The DNR has been floating ideas for major changes in duck and goose hunting all winter, measuring public comments and reactions, including on some proposals that have proven controversial.

The DNR is scheduled to release its recommendations based on that public input on March 29, post them online and then hold a virtual town hall meeting on the plans at 6 p.m. April 1.

The DNR says it needs any changes to be ready by the end of April to submit to the federal regulatory body that oversees waterfowl seasons and rules. Under federal flyway guidelines, states can adjust the timing of their duck seasons every five years. The deadline to communicate changes to the U.S. Fish and Wildlife Service for 2021-2024 seasons is May 1.

“We’re evaluating season dates for each (of Minnesota's three duck zones) and considering some additional duck and goose hunting opportunities,” said Steve Cordts, DNR waterfowl specialist. “We’re looking at potential changes, such as an experimental teal season, based on the public feedback we’ve received so far.”


Cordts said the public response to engage in the potential changes has been good, with more than 4,000 online comments in January and a 30% return rate on the 7,000 questionnaires that were mailed to people who have purchased waterfowl hunting stamps in recent years.

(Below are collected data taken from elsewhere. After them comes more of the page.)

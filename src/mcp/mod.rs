//! MCP server over stdio.
//!
//! One JSON-RPC 2.0 request per line on stdin, one response per line on
//! stdout. Logging goes to stderr so it never corrupts the protocol
//! stream. Notifications (no id) are consumed without a response.

pub mod tools;

use crate::library::Library;
use serde::{Deserialize, Serialize};
use serde_json::Value;
use std::io::{BufRead, BufReader, Write};
use tools::ToolRegistry;

const PROTOCOL_VERSION: &str = "2024-11-05";
const SERVER_NAME: &str = "promptstash";

/// Result type for method dispatch: a JSON value, or a JSON-RPC error
/// code with message.
type DispatchResult = Result<Value, (i32, String)>;

pub struct McpServer {
    library: Library,
    tools: ToolRegistry,
}

impl McpServer {
    #[must_use]
    pub fn new(library: Library) -> Self {
        Self {
            library,
            tools: ToolRegistry::new(),
        }
    }

    /// Serves requests from stdin until EOF.
    pub fn run(&mut self) -> std::io::Result<()> {
        let stdin = std::io::stdin();
        let mut stdout = std::io::stdout();
        let reader = BufReader::new(stdin.lock());

        tracing::info!(server = SERVER_NAME, "mcp server listening on stdio");

        for line in reader.lines() {
            let line = line?;
            if line.trim().is_empty() {
                continue;
            }
            if let Some(response) = self.handle_request(&line) {
                writeln!(stdout, "{response}")?;
                stdout.flush()?;
            }
        }
        Ok(())
    }

    /// Handles one raw request line. Returns `None` for notifications.
    fn handle_request(&mut self, request: &str) -> Option<String> {
        let parsed: Result<JsonRpcRequest, _> = serde_json::from_str(request);

        match parsed {
            Ok(req) => {
                tracing::debug!(method = %req.method, "handling request");
                if req.id.is_none() {
                    // Notification; never answered, even on failure.
                    let _ = self.dispatch_method(&req.method, req.params);
                    return None;
                }
                let result = self.dispatch_method(&req.method, req.params);
                Some(format_response(req.id, result))
            },
            Err(e) => Some(format_error(None, -32700, &format!("Parse error: {e}"))),
        }
    }

    fn dispatch_method(&mut self, method: &str, params: Option<Value>) -> DispatchResult {
        match method {
            "initialize" => Ok(serde_json::json!({
                "protocolVersion": PROTOCOL_VERSION,
                "capabilities": { "tools": {} },
                "serverInfo": {
                    "name": SERVER_NAME,
                    "version": env!("CARGO_PKG_VERSION")
                }
            })),
            "ping" => Ok(serde_json::json!({})),
            "tools/list" => self.handle_list_tools(),
            "tools/call" => self.handle_call_tool(params),
            name if name.starts_with("notifications/") => Ok(Value::Null),
            name => Err((-32601, format!("Method not found: {name}"))),
        }
    }

    fn handle_list_tools(&self) -> DispatchResult {
        let tools: Vec<Value> = self
            .tools
            .list_tools()
            .iter()
            .map(|t| {
                serde_json::json!({
                    "name": t.name,
                    "description": t.description,
                    "inputSchema": t.input_schema
                })
            })
            .collect();
        Ok(serde_json::json!({ "tools": tools }))
    }

    fn handle_call_tool(&mut self, params: Option<Value>) -> DispatchResult {
        let params = params.ok_or((-32602, "Missing params".to_string()))?;
        let name = params
            .get("name")
            .and_then(|v| v.as_str())
            .ok_or((-32602, "Missing tool name".to_string()))?;
        let arguments = params
            .get("arguments")
            .cloned()
            .unwrap_or(serde_json::json!({}));

        tracing::debug!(tool = name, "tool call");

        match self.tools.execute(&mut self.library, name, arguments) {
            Ok(result) => Ok(serde_json::json!({
                "content": result.content,
                "isError": result.is_error
            })),
            Err(message) => Err((-32602, message)),
        }
    }
}

fn format_response(id: Option<Value>, result: DispatchResult) -> String {
    match result {
        Ok(value) => {
            let response = JsonRpcResponse {
                jsonrpc: "2.0".to_string(),
                id,
                result: Some(value),
                error: None,
            };
            serde_json::to_string(&response).unwrap_or_else(|_| "{}".to_string())
        },
        Err((code, message)) => format_error(id, code, &message),
    }
}

fn format_error(id: Option<Value>, code: i32, message: &str) -> String {
    let response = JsonRpcResponse {
        jsonrpc: "2.0".to_string(),
        id,
        result: None,
        error: Some(JsonRpcError {
            code,
            message: message.to_string(),
        }),
    };
    serde_json::to_string(&response).unwrap_or_else(|_| "{}".to_string())
}

#[derive(Debug, Deserialize)]
struct JsonRpcRequest {
    #[allow(dead_code)]
    jsonrpc: Option<String>,
    id: Option<Value>,
    method: String,
    params: Option<Value>,
}

#[derive(Debug, Serialize)]
struct JsonRpcResponse {
    jsonrpc: String,
    #[serde(skip_serializing_if = "Option::is_none")]
    id: Option<Value>,
    #[serde(skip_serializing_if = "Option::is_none")]
    result: Option<Value>,
    #[serde(skip_serializing_if = "Option::is_none")]
    error: Option<JsonRpcError>,
}

#[derive(Debug, Serialize)]
struct JsonRpcError {
    code: i32,
    message: String,
}

#[cfg(test)]
mod tests {
    use super::*;

    fn server() -> McpServer {
        McpServer::new(Library::in_memory().unwrap())
    }

    #[test]
    fn initialize_reports_server_info() {
        let mut server = server();
        let response = server
            .handle_request(r#"{"jsonrpc":"2.0","id":1,"method":"initialize"}"#)
            .unwrap();
        assert!(response.contains("protocolVersion"));
        assert!(response.contains("promptstash"));
    }

    #[test]
    fn ping_returns_empty_object() {
        let mut server = server();
        let response = server
            .handle_request(r#"{"jsonrpc":"2.0","id":7,"method":"ping"}"#)
            .unwrap();
        let value: Value = serde_json::from_str(&response).unwrap();
        assert_eq!(value["id"], 7);
        assert_eq!(value["result"], serde_json::json!({}));
    }

    #[test]
    fn tools_list_includes_prompt_tools() {
        let mut server = server();
        let response = server
            .handle_request(r#"{"jsonrpc":"2.0","id":1,"method":"tools/list"}"#)
            .unwrap();
        assert!(response.contains("create_prompt"));
        assert!(response.contains("delete_folder"));
        assert!(response.contains("inputSchema"));
    }

    #[test]
    fn tools_call_runs_against_the_library() {
        let mut server = server();
        let request = r#"{"jsonrpc":"2.0","id":1,"method":"tools/call","params":{"name":"create_prompt","arguments":{"title":"t","content":"c"}}}"#;
        let response = server.handle_request(request).unwrap();
        let value: Value = serde_json::from_str(&response).unwrap();
        assert_eq!(value["result"]["isError"], false);
    }

    #[test]
    fn domain_error_is_tool_result_not_rpc_error() {
        let mut server = server();
        let request = r#"{"jsonrpc":"2.0","id":2,"method":"tools/call","params":{"name":"get_prompt","arguments":{"id":99}}}"#;
        let response = server.handle_request(request).unwrap();
        let value: Value = serde_json::from_str(&response).unwrap();
        assert!(value["error"].is_null());
        assert_eq!(value["result"]["isError"], true);
    }

    #[test]
    fn unknown_method_is_32601() {
        let mut server = server();
        let response = server
            .handle_request(r#"{"jsonrpc":"2.0","id":1,"method":"resources/list"}"#)
            .unwrap();
        assert!(response.contains("-32601"));
    }

    #[test]
    fn parse_error_is_32700() {
        let mut server = server();
        let response = server.handle_request("not json at all").unwrap();
        assert!(response.contains("-32700"));
    }

    #[test]
    fn missing_params_is_32602() {
        let mut server = server();
        let response = server
            .handle_request(r#"{"jsonrpc":"2.0","id":1,"method":"tools/call"}"#)
            .unwrap();
        assert!(response.contains("-32602"));
    }

    #[test]
    fn notifications_get_no_response() {
        let mut server = server();
        let response =
            server.handle_request(r#"{"jsonrpc":"2.0","method":"notifications/initialized"}"#);
        assert!(response.is_none());
    }
}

While waterfowl numbers are most closely tied with habitat, and while Minnesota waterfowl habitat has been both declining and degrading in recent decades — thus leading to fewer ducks observed and fewer hunters — the DNR is trying to take action to stem the rapid decline in waterfowl hunters in the state.

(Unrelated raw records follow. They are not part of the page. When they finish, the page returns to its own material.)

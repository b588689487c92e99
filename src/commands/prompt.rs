//! Prompt subcommands: add, list, search, show, edit, delete, render.

use super::open_library;
use crate::cli::{AddArgs, DeleteArgs, EditArgs, ListArgs, RenderArgs, SearchArgs, ShowArgs};
use crate::config::Config;
use crate::models::{PromptPatch, SearchQuery};
use crate::utils::error::{AppError, AppResult};
use crate::utils::output::{OutputStyle, print_empty_result, print_success};
use crate::utils::{parse_variables, prompt_yes_no};
use std::io::Read;

pub fn handle_init_command(config: Config) -> AppResult<()> {
    Config::ensure_config_exists()?;
    let library = open_library(&config)?;
    drop(library);
    print_success(&format!(
        "Initialized database at {}",
        config.general.database_path.display()
    ));
    Ok(())
}

pub fn handle_add_command(config: Config, args: &AddArgs) -> AppResult<()> {
    let content = match &args.content {
        Some(content) => content.clone(),
        None => {
            let mut buf = String::new();
            std::io::stdin()
                .read_to_string(&mut buf)
                .map_err(|e| AppError::InvalidArgument(format!("reading stdin: {}", e)))?;
            buf
        },
    };

    let mut library = open_library(&config)?;
    let prompt = library.create_prompt(
        &args.title,
        &content,
        args.description.as_deref(),
        args.folder.as_deref(),
        &args.tags,
    )?;

    print_success(&format!("Saved prompt '{}' (id {})", prompt.title, prompt.id));
    Ok(())
}

pub fn handle_list_command(config: Config, args: &ListArgs) -> AppResult<()> {
    let query = SearchQuery {
        query: None,
        tags: args.tags.clone(),
        folder_path: args.folder.clone(),
        limit: Some(args.limit.unwrap_or(config.general.default_limit)),
    };
    print_results(&config, &query)
}

pub fn handle_search_command(config: Config, args: &SearchArgs) -> AppResult<()> {
    let query = SearchQuery {
        query: args.query.clone(),
        tags: args.tags.clone(),
        folder_path: args.folder.clone(),
        limit: Some(args.limit.unwrap_or(config.general.default_limit)),
    };
    print_results(&config, &query)
}

fn print_results(config: &Config, query: &SearchQuery) -> AppResult<()> {
    let library = open_library(config)?;
    let prompts = library.search_prompts(query)?;

    if prompts.is_empty() {
        print_empty_result("prompts");
        return Ok(());
    }
    for prompt in &prompts {
        OutputStyle::print_prompt_line(prompt);
    }
    Ok(())
}

pub fn handle_show_command(config: Config, args: &ShowArgs) -> AppResult<()> {
    let library = open_library(&config)?;
    let prompt = library.get_prompt(args.id)?;
    OutputStyle::print_prompt_detailed(&prompt);

    let placeholders = crate::template::placeholder_names(&prompt.content);
    if !placeholders.is_empty() {
        println!("{}", OutputStyle::separator());
        OutputStyle::print_field("Variables", &placeholders.join(", "));
    }
    Ok(())
}

pub fn handle_edit_command(config: Config, args: &EditArgs) -> AppResult<()> {
    let patch = PromptPatch {
        title: args.title.clone(),
        content: args.content.clone(),
        description: args.description.clone(),
        folder_path: args.folder.clone(),
        tags: args.tags.clone(),
    };

    let mut library = open_library(&config)?;
    let prompt = library.update_prompt(args.id, &patch)?;
    print_success(&format!("Updated prompt '{}' (id {})", prompt.title, prompt.id));
    Ok(())
}

pub fn handle_delete_command(config: Config, args: &DeleteArgs) -> AppResult<()> {
    let mut library = open_library(&config)?;
    let prompt = library.get_prompt(args.id)?;

    if !args.force && !prompt_yes_no(&format!("Delete prompt '{}'?", prompt.title))? {
        println!("Cancelled.");
        return Ok(());
    }

    library.delete_prompt(args.id)?;
    print_success(&format!("Deleted prompt '{}'", prompt.title));
    Ok(())
}

pub fn handle_render_command(config: Config, args: &RenderArgs) -> AppResult<()> {
    let variables = parse_variables(&args.vars)?;
    let library = open_library(&config)?;
    let (_, rendering) = library.render_prompt(args.id, &variables)?;

    // Rendered text goes to stdout untouched so it can be piped.
    println!("{}", rendering.text);
    if !rendering.missing.is_empty() {
        let names: Vec<&str> = rendering.missing.iter().map(String::as_str).collect();
        crate::utils::output::print_warning(&format!(
            "unfilled placeholders: {}",
            names.join(", ")
        ));
    }
    Ok(())
}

In addition to an early teal-only hunting season in September, the DNR has floated multiple changes, including doing away with the 4 p.m. hunting closure for early duck hunting days (hunting would extend to sunset every day) and allowing motorized decoys all season when they are currently banned in early days of the season.

Other possible changes would increase the daily bag limit of Canada geese and allow trolling motors on some waterfowl management area lakes that had been designated motorless for duck hunting.

One other trial balloon on the DNR's list that raised some concern is to allow hunters to shoot three ducks of any legal type with no restriction on subspecies or sex — a so called splash-duck bag limit, ostensibly to make it easier for novice duck hunters who find it hard to identify ducks on the wing.


Cordts said some of the proposals have been popular while others have been panned.

“I’ve said many times that if you put two duck hunters in a blind, you’ll come out with three opinions,’’ he said. “Some topics are very polarizing.”

Fewest hunters, lowest harvest

Critics have said the agency should focus on providing more and better habitat, and thus more ducks, and that will bring more hunters into the fold. But the agency is looking to encourage more people to hunt waterfowl — and keep current hunters active — by providing more days and hours and methods to hunt ducks and geese.

Duck hunting in Minnesota has seen among the steepest declines in participation of all outdoor endeavors. Once among the top states in the nation for total hunters and duck harvest, the number of hunters who buy Minnesota waterfowl stamps each year is less than half what it was in the 1970s.

Just under 80,000 stamps were sold in 2019, half the more than 160,000 sold in the 70s and among the lowest, if not the lowest ever for Minnesota, the DNR noted.

That total blipped up some in 2020 under the pandemic but it’s not clear if that trend will hold.

Hunters harvested an estimated 445,000 ducks in 2019 in Minnesota, again among the lowest totals ever and down from 483,000 in 2018. In the 1970s Minnesota hunters annually bagged more than 1 million ducks.

Join the town hall meeting

Virtual town hall registration details and instructions, as well as proposed season dates and regulations, are available at dnr.state.mn.us/wildlife/waterfowl/index.html .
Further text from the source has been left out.